:: Records to use ::

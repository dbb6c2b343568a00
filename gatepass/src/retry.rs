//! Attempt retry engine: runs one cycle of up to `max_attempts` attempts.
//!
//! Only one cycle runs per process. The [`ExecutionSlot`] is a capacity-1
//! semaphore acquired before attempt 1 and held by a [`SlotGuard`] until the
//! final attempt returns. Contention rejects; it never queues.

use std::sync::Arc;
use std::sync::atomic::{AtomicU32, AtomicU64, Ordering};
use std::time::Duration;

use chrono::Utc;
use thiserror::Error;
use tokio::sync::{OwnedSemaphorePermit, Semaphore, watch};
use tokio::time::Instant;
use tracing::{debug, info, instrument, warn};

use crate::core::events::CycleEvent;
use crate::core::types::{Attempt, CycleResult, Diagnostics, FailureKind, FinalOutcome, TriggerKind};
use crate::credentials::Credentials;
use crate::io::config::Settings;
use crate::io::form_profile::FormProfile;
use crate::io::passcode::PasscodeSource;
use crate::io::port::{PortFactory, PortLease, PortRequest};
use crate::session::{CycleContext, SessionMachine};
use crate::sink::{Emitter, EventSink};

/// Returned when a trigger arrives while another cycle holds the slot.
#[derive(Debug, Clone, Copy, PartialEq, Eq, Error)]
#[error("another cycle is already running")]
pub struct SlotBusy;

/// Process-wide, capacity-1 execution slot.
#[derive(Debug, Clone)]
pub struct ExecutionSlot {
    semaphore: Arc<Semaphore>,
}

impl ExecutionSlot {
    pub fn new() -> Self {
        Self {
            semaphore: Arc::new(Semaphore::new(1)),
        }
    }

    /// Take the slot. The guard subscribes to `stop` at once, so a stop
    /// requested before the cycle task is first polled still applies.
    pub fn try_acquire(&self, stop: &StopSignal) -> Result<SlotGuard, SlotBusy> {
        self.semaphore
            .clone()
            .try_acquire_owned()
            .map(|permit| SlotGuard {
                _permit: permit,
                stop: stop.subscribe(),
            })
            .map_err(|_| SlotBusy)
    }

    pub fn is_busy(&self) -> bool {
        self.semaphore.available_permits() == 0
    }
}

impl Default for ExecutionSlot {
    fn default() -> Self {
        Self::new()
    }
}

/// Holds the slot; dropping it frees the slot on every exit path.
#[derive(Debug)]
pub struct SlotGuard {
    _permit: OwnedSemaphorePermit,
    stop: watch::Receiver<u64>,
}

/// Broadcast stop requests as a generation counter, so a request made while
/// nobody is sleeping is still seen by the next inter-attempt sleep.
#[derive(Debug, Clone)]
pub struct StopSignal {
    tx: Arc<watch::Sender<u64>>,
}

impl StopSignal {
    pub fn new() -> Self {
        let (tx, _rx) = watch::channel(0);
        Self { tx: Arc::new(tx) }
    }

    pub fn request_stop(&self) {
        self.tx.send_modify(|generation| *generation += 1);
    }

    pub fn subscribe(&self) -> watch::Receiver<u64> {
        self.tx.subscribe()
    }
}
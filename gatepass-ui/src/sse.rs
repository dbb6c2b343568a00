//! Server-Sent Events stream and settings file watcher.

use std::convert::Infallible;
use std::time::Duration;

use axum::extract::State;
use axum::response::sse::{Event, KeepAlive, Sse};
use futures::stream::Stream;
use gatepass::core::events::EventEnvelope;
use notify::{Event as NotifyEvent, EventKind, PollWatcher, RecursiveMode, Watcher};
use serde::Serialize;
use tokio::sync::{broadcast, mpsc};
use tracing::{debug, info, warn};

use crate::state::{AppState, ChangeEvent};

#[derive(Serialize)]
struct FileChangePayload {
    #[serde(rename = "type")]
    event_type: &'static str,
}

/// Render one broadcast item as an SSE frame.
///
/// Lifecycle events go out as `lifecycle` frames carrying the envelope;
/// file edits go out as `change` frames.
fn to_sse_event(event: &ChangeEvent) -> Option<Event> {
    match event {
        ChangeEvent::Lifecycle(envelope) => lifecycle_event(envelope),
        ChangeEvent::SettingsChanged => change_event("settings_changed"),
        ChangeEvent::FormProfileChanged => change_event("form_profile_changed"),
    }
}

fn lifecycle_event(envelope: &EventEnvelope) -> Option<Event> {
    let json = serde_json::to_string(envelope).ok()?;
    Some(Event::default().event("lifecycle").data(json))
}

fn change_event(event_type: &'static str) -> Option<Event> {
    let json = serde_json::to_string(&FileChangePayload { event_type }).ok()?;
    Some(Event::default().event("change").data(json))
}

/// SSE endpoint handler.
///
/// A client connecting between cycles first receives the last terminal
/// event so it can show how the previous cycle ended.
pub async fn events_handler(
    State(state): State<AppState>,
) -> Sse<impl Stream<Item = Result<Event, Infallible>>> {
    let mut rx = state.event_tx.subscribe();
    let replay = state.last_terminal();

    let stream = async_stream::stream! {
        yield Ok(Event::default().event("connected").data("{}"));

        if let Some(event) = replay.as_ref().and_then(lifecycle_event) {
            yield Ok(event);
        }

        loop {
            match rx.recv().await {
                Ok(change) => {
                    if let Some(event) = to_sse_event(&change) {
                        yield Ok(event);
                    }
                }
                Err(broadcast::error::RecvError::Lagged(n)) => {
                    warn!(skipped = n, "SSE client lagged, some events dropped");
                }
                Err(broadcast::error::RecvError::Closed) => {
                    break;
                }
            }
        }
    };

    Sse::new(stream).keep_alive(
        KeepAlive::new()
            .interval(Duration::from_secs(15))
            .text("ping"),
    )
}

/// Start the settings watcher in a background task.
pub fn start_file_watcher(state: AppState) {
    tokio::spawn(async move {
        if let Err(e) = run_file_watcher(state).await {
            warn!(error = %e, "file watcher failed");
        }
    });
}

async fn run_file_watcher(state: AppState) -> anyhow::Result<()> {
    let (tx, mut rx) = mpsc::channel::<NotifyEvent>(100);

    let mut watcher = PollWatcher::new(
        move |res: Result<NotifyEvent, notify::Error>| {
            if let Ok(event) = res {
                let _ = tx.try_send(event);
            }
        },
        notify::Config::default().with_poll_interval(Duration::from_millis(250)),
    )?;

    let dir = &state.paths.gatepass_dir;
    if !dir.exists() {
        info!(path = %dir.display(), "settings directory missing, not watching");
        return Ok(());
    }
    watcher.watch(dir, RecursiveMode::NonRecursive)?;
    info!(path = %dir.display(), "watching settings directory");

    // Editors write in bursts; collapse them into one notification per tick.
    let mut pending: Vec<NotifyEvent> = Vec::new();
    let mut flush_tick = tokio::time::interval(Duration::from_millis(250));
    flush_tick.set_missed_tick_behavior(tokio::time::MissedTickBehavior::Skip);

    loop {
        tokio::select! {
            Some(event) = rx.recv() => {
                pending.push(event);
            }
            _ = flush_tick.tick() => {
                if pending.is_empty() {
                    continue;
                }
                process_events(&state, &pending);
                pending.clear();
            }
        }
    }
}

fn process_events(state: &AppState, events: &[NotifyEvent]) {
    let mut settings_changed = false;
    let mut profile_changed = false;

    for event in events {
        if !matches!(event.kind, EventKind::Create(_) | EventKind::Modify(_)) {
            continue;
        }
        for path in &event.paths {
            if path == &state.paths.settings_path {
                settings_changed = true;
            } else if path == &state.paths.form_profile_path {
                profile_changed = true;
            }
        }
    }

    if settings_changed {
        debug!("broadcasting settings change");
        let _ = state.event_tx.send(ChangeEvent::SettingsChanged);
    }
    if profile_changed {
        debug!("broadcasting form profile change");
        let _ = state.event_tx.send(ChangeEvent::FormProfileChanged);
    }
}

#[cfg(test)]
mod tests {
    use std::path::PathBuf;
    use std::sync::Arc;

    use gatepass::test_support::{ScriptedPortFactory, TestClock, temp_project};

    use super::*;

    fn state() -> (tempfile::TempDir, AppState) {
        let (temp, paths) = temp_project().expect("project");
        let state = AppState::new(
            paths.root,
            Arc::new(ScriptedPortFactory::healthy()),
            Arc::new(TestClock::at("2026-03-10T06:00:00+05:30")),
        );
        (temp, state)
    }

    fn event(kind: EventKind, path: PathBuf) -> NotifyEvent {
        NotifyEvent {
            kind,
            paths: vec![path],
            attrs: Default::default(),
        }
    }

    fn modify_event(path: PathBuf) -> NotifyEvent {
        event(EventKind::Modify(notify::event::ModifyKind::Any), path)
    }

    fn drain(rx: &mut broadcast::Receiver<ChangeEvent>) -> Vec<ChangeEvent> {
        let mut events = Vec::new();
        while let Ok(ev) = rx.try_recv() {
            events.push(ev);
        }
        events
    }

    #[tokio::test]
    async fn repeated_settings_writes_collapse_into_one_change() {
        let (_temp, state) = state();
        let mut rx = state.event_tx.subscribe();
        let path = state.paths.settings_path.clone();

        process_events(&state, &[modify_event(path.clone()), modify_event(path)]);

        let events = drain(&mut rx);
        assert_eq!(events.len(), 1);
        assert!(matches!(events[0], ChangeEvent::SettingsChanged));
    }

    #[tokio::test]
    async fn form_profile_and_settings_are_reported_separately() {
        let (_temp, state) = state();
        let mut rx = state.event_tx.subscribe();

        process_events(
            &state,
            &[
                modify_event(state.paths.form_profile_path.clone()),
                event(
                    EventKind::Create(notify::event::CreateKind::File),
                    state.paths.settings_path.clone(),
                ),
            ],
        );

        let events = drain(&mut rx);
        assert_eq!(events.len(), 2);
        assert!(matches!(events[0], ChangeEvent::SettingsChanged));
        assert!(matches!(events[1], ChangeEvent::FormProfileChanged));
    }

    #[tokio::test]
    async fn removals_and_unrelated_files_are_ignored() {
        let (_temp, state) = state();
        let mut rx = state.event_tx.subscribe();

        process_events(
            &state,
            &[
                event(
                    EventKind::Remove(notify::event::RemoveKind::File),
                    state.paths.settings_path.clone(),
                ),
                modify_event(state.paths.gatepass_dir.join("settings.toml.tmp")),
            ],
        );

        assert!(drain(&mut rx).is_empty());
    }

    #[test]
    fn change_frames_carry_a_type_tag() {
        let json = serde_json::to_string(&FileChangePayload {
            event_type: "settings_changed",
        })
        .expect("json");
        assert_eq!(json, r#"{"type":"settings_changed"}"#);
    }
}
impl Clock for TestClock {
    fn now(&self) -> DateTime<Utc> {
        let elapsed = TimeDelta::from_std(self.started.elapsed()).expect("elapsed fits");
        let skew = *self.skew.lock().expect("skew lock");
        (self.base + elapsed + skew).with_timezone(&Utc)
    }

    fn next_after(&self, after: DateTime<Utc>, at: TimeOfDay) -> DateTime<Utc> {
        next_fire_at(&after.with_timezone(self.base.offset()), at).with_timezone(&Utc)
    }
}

:::

§ Problem description: Among the lines above, find each one containing the string "capacity" and copy it.

§ Output for this task:
//! Only one cycle runs per process. The [`ExecutionSlot`] is a capacity-1
/// Process-wide, capacity-1 execution slot.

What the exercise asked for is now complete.